Yeah I hear that. Technically it will be putting it over the graining paint, but maybe six of one and half dozen of another. IIRC the fiberglass "base" on a new slab is just pink coated or molded surface, so I can see how theoretically it might work. My guess is the Sikkens folks warn against doing that for a wood door due to different properties on a surface that will see movement. I am most worried about how it will look and last.


----------



## lilpaintchic (Jul 9, 2014)

giantsean said:


> Yeah I hear that. Technically it will be putting it over the graining paint, but maybe six of one and half dozen of another. IIRC the fiberglass "base" on a new slab is just pink coated or molded surface, so I can see how theoretically it might work. My guess is the Sikkens folks warn against doing that for a wood door due to different properties on a surface that will see movement. I am most worried about how it will look and last.


Advise her of all the options, it will confuse the crap out of her, then offer a simple solution that will out last any stain/clear option.paint.
I think ya just gotta sell her unless you want to strip it and start over.

Sent from my SM-G930V using Tapatalk


----------



## PACman (Oct 24, 2014)

clean it, sand it a bit, use Cali Gripcoat primer, (where available) and do a wood grain faux finish. If you don't have access to California paint where you are you should probably move.


----------



## Haris (Aug 23, 2017)

Just today I had a client call me regarding a FB front door that we gel stained earlier this year using Old Masters dark walnut color. It turned out great but there is one blotchy spot on the door, no idea why we've done hundreds of FB doors over the years and it never happened before. There is also 2 more FB doors we did on the same house and they look great. When client asked me what are his options and how can we fix it I told him the only option would be to paint it using a similar color to dark walnut gelstain.
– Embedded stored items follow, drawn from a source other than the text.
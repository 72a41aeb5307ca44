//! Accelerator selection and host ↔ device mirror bookkeeping.
//!
//! A [`DeviceManager`] is owned by a [`Context`](crate::layouts::Context). It
//! records which device, if any, this process launches kernels on, and the
//! device-resident mirror of every staged host buffer. Mirrors are keyed by
//! the host buffer's address: a kernel asks for the mirror of an address it
//! knows was staged, and gets an error, never a silent host fallback, if it
//! was not.
//!
//! Mirror memory is an aligned allocation owned by the manager and addressed
//! only through raw pointers, so a launch can write into it while the manager
//! itself is shared. Registration ([`DeviceManager::stage`],
//! [`DeviceManager::release`]) takes `&mut self` and therefore cannot overlap
//! with a launch.
//!
//! Each mirror lives as long as the [`Staged`] guard returned by `stage`.
//! Dropping the guard retires the mirror at once; its memory is reclaimed by
//! the next registration call, never under a running launch.

use std::{
    alloc::Layout,
    fmt::Display,
    ptr::NonNull,
    sync::{
        Arc,
        atomic::{AtomicBool, Ordering},
    },
};

use fnv::FnvHashMap;
use tracing::{debug, trace};

use crate::{
    DEFAULTALIGN,
    config::Environment,
    error::{Error, Result},
    layouts::{Element, RawSlice, RawSliceMut},
};

/// Raw identifier reported for the host, following the OpenMP convention of a
/// negative "initial device".
pub const HOST_DEVICE_ID: i32 = -1;

/// Target of kernel launches for one process.
#[derive(Debug, Clone, Copy, PartialEq, Eq)]
pub enum Device {
    Host,
    Accel(usize),
}

impl Device {
    pub fn is_host(&self) -> bool {
        matches!(self, Device::Host)
    }

    pub fn id(&self) -> Option<usize> {
        match self {
            Device::Host => None,
            Device::Accel(id) => Some(*id),
        }
    }

    /// Device number, or [`HOST_DEVICE_ID`] for the host.
    pub fn as_raw(&self) -> i32 {
        match self {
            Device::Host => HOST_DEVICE_ID,
            Device::Accel(id) => *id as i32,
        }
    }
}

impl Display for Device {
    fn fmt(&self, f: &mut std::fmt::Formatter<'_>) -> std::fmt::Result {
        match self {
            Device::Host => write!(f, "host"),
            Device::Accel(id) => write!(f, "accel:{id}"),
        }
    }
}

/// Scope of one device mirror, returned by [`DeviceManager::stage`].
///
/// The mirror resolves only while its guard is alive. Mirrors are looked up
/// by host address, so the guard must be dropped no later than the host
/// buffer it was staged from: a later allocation reusing that address would
/// otherwise see the old mirror.
#[must_use = "dropping the guard retires the mirror"]
#[derive(Debug)]
pub struct Staged {
    name: &'static str,
    live: Arc<AtomicBool>,
}

impl Staged {
    pub fn name(&self) -> &'static str {
        self.name
    }
}

impl Drop for Staged {
    fn drop(&mut self) {
        self.live.store(false, Ordering::Release);
    }
}

struct DeviceAlloc {
    ptr: NonNull<u8>,
    layout: Layout,
    size: usize,
    live: Arc<AtomicBool>,
}

unsafe impl Send for DeviceAlloc {}
unsafe impl Sync for DeviceAlloc {}

impl DeviceAlloc {
    fn new(size: usize) -> Self {
        let padded: usize = size.max(1).next_multiple_of(DEFAULTALIGN);
        let layout: Layout = match Layout::from_size_align(padded, DEFAULTALIGN) {
            Ok(layout) => layout,
            Err(_) => panic!("invalid mirror layout for {size} bytes"),
        };
        let ptr: *mut u8 = unsafe { std::alloc::alloc_zeroed(layout) };
        let ptr: NonNull<u8> = match NonNull::new(ptr) {
            Some(ptr) => ptr,
            None => std::alloc::handle_alloc_error(layout),
        };
        Self {
            ptr,
            layout,
            size,
            live: Arc::new(AtomicBool::new(true)),
        }
    }

    fn is_live(&self) -> bool {
        self.live.load(Ordering::Acquire)
    }

    fn write_from(&self, bytes: &[u8]) {
        debug_assert!(bytes.len() <= self.size);
        unsafe { std::ptr::copy_nonoverlapping(bytes.as_ptr(), self.ptr.as_ptr(), bytes.len()) }
    }

    fn read_into(&self, bytes: &mut [u8]) {
        debug_assert!(bytes.len() <= self.size);
        unsafe { std::ptr::copy_nonoverlapping(self.ptr.as_ptr(), bytes.as_mut_ptr(), bytes.len()) }
    }
}

impl Drop for DeviceAlloc {
    fn drop(&mut self) {
        unsafe { std::alloc::dealloc(self.ptr.as_ptr(), self.layout) }
    }
}

pub struct DeviceManager {
    device: Device,
    n_devices: usize,
    mirrors: FnvHashMap<usize, DeviceAlloc>,
}

impl std::fmt::Debug for DeviceManager {
    fn fmt(&self, f: &mut std::fmt::Formatter<'_>) -> std::fmt::Result {
        f.debug_struct("DeviceManager")
            .field("device", &self.device)
            .field("n_devices", &self.n_devices)
            .field("mirrors", &self.mirrors.len())
            .finish()
    }
}

fn host_addr<T>(host: &[T]) -> usize {
    host.as_ptr() as usize
}

impl DeviceManager {
    /// Host-only manager: no accelerator, no mirrors.
    pub fn host() -> Self {
        Self {
            device: Device::Host,
            n_devices: 0,
            mirrors: FnvHashMap::default(),
        }
    }

    /// Selects the device for this process among the `n_devices` a backend
    /// detected: the host if there are none or acceleration is disabled,
    /// otherwise `node_rank % n_devices`.
    pub fn new(n_devices: usize, env: &Environment) -> Self {
        let device: Device = if env.accel_disabled() || n_devices == 0 {
            Device::Host
        } else {
            Device::Accel(env.node_rank() % n_devices)
        };
        debug!(
            %device,
            n_devices,
            node_rank = env.node_rank(),
            node_procs = env.node_procs(),
            accel_disabled = env.accel_disabled(),
            "selected device"
        );
        Self {
            device,
            n_devices,
            mirrors: FnvHashMap::default(),
        }
    }

    pub fn get_device(&self) -> Device {
        self.device
    }

    /// `true` if no accelerator should be used by this process.
    pub fn device_is_host(&self) -> bool {
        self.device.is_host()
    }

    /// Number of devices the backend detected, regardless of selection.
    pub fn n_devices(&self) -> usize {
        self.n_devices
    }

    /// Number of host buffers currently mirrored.
    pub fn n_mirrors(&self) -> usize {
        self.mirrors.values().filter(|alloc| alloc.is_live()).count()
    }

    pub fn is_staged<T>(&self, host: &[T]) -> bool {
        self.mirrors.get(&host_addr(host)).is_some_and(DeviceAlloc::is_live)
    }

    /// Allocates a device mirror of `host` and copies its content to it.
    /// Staging an already mirrored buffer replaces the mirror, and the guard
    /// of the replaced one no longer controls anything.
    pub fn stage<T: Element>(&mut self, name: &'static str, host: &[T]) -> Result<Staged> {
        if self.device_is_host() {
            return Err(Error::NoAccelerator);
        }
        self.reclaim();
        let bytes: &[u8] = bytemuck::cast_slice(host);
        let alloc: DeviceAlloc = DeviceAlloc::new(bytes.len());
        alloc.write_from(bytes);
        trace!(name, addr = host_addr(host), bytes = bytes.len(), device = %self.device, "stage");
        let guard: Staged = Staged {
            name,
            live: alloc.live.clone(),
        };
        self.mirrors.insert(host_addr(host), alloc);
        Ok(guard)
    }

    /// Frees the memory of mirrors whose guard was dropped.
    fn reclaim(&mut self) {
        let before: usize = self.mirrors.len();
        self.mirrors.retain(|_, alloc| alloc.is_live());
        if self.mirrors.len() != before {
            trace!(freed = before - self.mirrors.len(), "reclaimed retired mirrors");
        }
    }

    /// Copies `host` into its existing mirror.
    pub fn update_device<T: Element>(&mut self, name: &'static str, host: &[T]) -> Result<()> {
        self.reclaim();
        let bytes: &[u8] = bytemuck::cast_slice(host);
        let alloc: &DeviceAlloc = self.mirror(name, host_addr(host), bytes.len())?;
        alloc.write_from(bytes);
        trace!(name, bytes = bytes.len(), "update_device");
        Ok(())
    }

    /// Copies the mirror of `host` back into `host`.
    pub fn update_host<T: Element>(&self, name: &'static str, host: &mut [T]) -> Result<()> {
        let addr: usize = host_addr(host);
        let bytes: &mut [u8] = bytemuck::cast_slice_mut(host);
        let alloc: &DeviceAlloc = self.mirror(name, addr, bytes.len())?;
        alloc.read_into(bytes);
        trace!(name, bytes = bytes.len(), "update_host");
        Ok(())
    }

    /// Frees the mirror of `host` before its guard is dropped. Returns
    /// `false` if there was no live mirror.
    pub fn release<T>(&mut self, host: &[T]) -> bool {
        let released: bool = self
            .mirrors
            .remove(&host_addr(host))
            .is_some_and(|alloc| alloc.is_live());
        self.reclaim();
        released
    }

    /// Device-resident address of the mirror of `host`.
    pub fn device_ptr<T: Element>(&self, name: &'static str, host: &[T]) -> Result<RawSlice<T>> {
        let alloc: &DeviceAlloc = self.mirror(name, host_addr(host), std::mem::size_of_val(host))?;
        Ok(unsafe { RawSlice::from_raw_parts(alloc.ptr.as_ptr() as *const T, host.len()) })
    }

    /// Writable device-resident address of the mirror of `host`.
    pub fn device_ptr_mut<T: Element>(&self, name: &'static str, host: &[T]) -> Result<RawSliceMut<T>> {
        let alloc: &DeviceAlloc = self.mirror(name, host_addr(host), std::mem::size_of_val(host))?;
        Ok(unsafe { RawSliceMut::from_raw_parts(alloc.ptr.as_ptr() as *mut T, host.len()) })
    }

    fn mirror(&self, name: &'static str, addr: usize, host_bytes: usize) -> Result<&DeviceAlloc> {
        let alloc: &DeviceAlloc = self
            .mirrors
            .get(&addr)
            .filter(|alloc| alloc.is_live())
            .ok_or(Error::MissingDeviceMirror { name, addr })?;
        if alloc.size != host_bytes {
            return Err(Error::MirrorSizeMismatch {
                name,
                mirror: alloc.size,
                host: host_bytes,
            });
        }
        Ok(alloc)
    }
}

#[cfg(test)]
mod tests {
    use super::*;
    use crate::config::EnvironmentBuilder;

    fn env(disabled: bool, rank: usize) -> Environment {
        EnvironmentBuilder::new()
            .accel_disabled(disabled)
            .node(rank, 4)
            .build_with(|_| None)
            .unwrap()
    }

    #[test]
    fn host_when_no_devices() {
        let mgr: DeviceManager = DeviceManager::new(0, &env(false, 0));
        assert!(mgr.device_is_host());
        assert_eq!(mgr.get_device(), Device::Host);
        assert_eq!(mgr.get_device().as_raw(), HOST_DEVICE_ID);
    }

    #[test]
    fn host_when_disabled() {
        let mgr: DeviceManager = DeviceManager::new(2, &env(true, 0));
        assert!(mgr.device_is_host());
    }

    #[test]
    fn rank_assignment() {
        let mgr: DeviceManager = DeviceManager::new(2, &env(false, 3));
        assert_eq!(mgr.get_device(), Device::Accel(1));
        assert!(!mgr.device_is_host());
    }

    #[test]
    fn stage_requires_accel() {
        let mut mgr: DeviceManager = DeviceManager::host();
        let data: Vec<f64> = vec![1.0; 4];
        assert!(matches!(mgr.stage("data", &data), Err(Error::NoAccelerator)));
    }

    #[test]
    fn mirror_roundtrip() {
        let mut mgr: DeviceManager = DeviceManager::new(1, &env(false, 0));
        let mut data: Vec<f64> = vec![1.0, 2.0, 3.0, 4.0];
        let _guard: Staged = mgr.stage("data", &data).unwrap();
        assert!(mgr.is_staged(&data));

        let dev: RawSliceMut<f64> = mgr.device_ptr_mut("data", &data).unwrap();
        assert_ne!(dev.as_mut_ptr() as usize, data.as_ptr() as usize);
        assert!(crate::is_aligned(dev.as_mut_ptr()));
        unsafe { dev.write(2, 30.0) };

        // Host copy untouched until synced back.
        assert_eq!(data[2], 3.0);
        mgr.update_host("data", &mut data).unwrap();
        assert_eq!(data, vec![1.0, 2.0, 30.0, 4.0]);

        data[0] = 10.0;
        mgr.update_device("data", &data).unwrap();
        let ro: RawSlice<f64> = mgr.device_ptr("data", &data).unwrap();
        assert_eq!(unsafe { ro.get(0) }, 10.0);

        assert!(mgr.release(&data));
        assert!(!mgr.is_staged(&data));
    }

    #[test]
    fn missing_mirror_fails_fast() {
        let mgr: DeviceManager = DeviceManager::new(1, &env(false, 0));
        let data: Vec<u8> = vec![0; 8];
        assert!(matches!(
            mgr.device_ptr("flags", &data),
            Err(Error::MissingDeviceMirror { name: "flags", .. })
        ));
    }

    #[test]
    fn mirror_size_checked() {
        let mut mgr: DeviceManager = DeviceManager::new(1, &env(false, 0));
        let data: Vec<f64> = vec![0.0; 8];
        let _guard: Staged = mgr.stage("data", &data).unwrap();
        assert!(matches!(
            mgr.device_ptr("data", &data[..4]),
            Err(Error::MirrorSizeMismatch {
                mirror: 64,
                host: 32,
                ..
            })
        ));
    }

    #[test]
    fn dropped_guard_retires_mirror() {
        let mut mgr: DeviceManager = DeviceManager::new(1, &env(false, 0));
        let a: Vec<f64> = vec![1.0; 64];
        let guard: Staged = mgr.stage("a", &a).unwrap();
        assert_eq!(guard.name(), "a");
        assert!(mgr.is_staged(&a));

        drop(guard);
        assert!(!mgr.is_staged(&a));
        assert_eq!(mgr.n_mirrors(), 0);
        drop(a);

        // A fresh buffer, possibly at the address `a` had, was never staged.
        let b: Vec<f64> = vec![2.0; 64];
        assert!(!mgr.is_staged(&b));
        assert!(matches!(
            mgr.device_ptr("b", &b),
            Err(Error::MissingDeviceMirror { name: "b", .. })
        ));

        // Retired storage is freed by the next registration.
        let _guard: Staged = mgr.stage("b", &b).unwrap();
        assert_eq!(mgr.mirrors.len(), 1);
        assert_eq!(unsafe { mgr.device_ptr("b", &b).unwrap().get(0) }, 2.0);
    }

    #[test]
    fn restage_replaces_mirror() {
        let mut mgr: DeviceManager = DeviceManager::new(1, &env(false, 0));
        let mut data: Vec<f64> = vec![1.0; 4];
        let old: Staged = mgr.stage("data", &data).unwrap();
        data[0] = 5.0;
        let _new: Staged = mgr.stage("data", &data).unwrap();

        drop(old);
        assert!(mgr.is_staged(&data));
        assert_eq!(unsafe { mgr.device_ptr("data", &data).unwrap().get(0) }, 5.0);
    }
}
So I brought out my BM color book he picked out a color he likes and I went to BM picked up a gallon of Aura low lustre exterior paint and one of my guys will go there Thursday and get it painted. The more options you give to the client the more confusing it gets for them and they start thinking more and more about it. I like keeping it simple whenever I can and it works 95% of the time for me, I left the customer's house with a smile on his face appreciating that I stopped by the same day to check it out and that I'll send a guy to fix it 2 days later. Everyone is happy.


----------



## woodcoyote (Dec 30, 2012)

It's actually a fairly easy fix, but it does take time. 

You'd have to sand it, clean it, prime, paint, re-stain, and seal.

So as you can tell that's about 6 steps involved, more like 7, but anyway...time consuming for just 1 slab (front) and then rinse/repeat for the back. 

I think others have covered it pretty well. Scuff sand, clean, prime, and paint. Done. 

Use a high grade exterior paint and that door won't fade or change color for a long time, if it has an over hang it could last 10 years or more without any issues what so ever. 

My vote: Scuff sand 120 grit, bonding primer, 2 coats of duration exterior - satin. Done. Collect the check.


----------



## giantsean (Oct 24, 2017)

woodcoyote said:


> It's actually a fairly easy fix, but it does take time.
> 
> You'd have to sand it, clean it, prime, paint, re-stain, and seal.
> 
> ...


This lady won't budge... hates the painted look 

Last idea - I can indeed get California Grip locally. What if I tint it to the same pinky color as the graining base... will Cetol stick to that? If not I'll just solid stain and spar varnish and run for the hills.

You know... or else this  youtube.com/watch?v=mvB9_JiNPIw


----------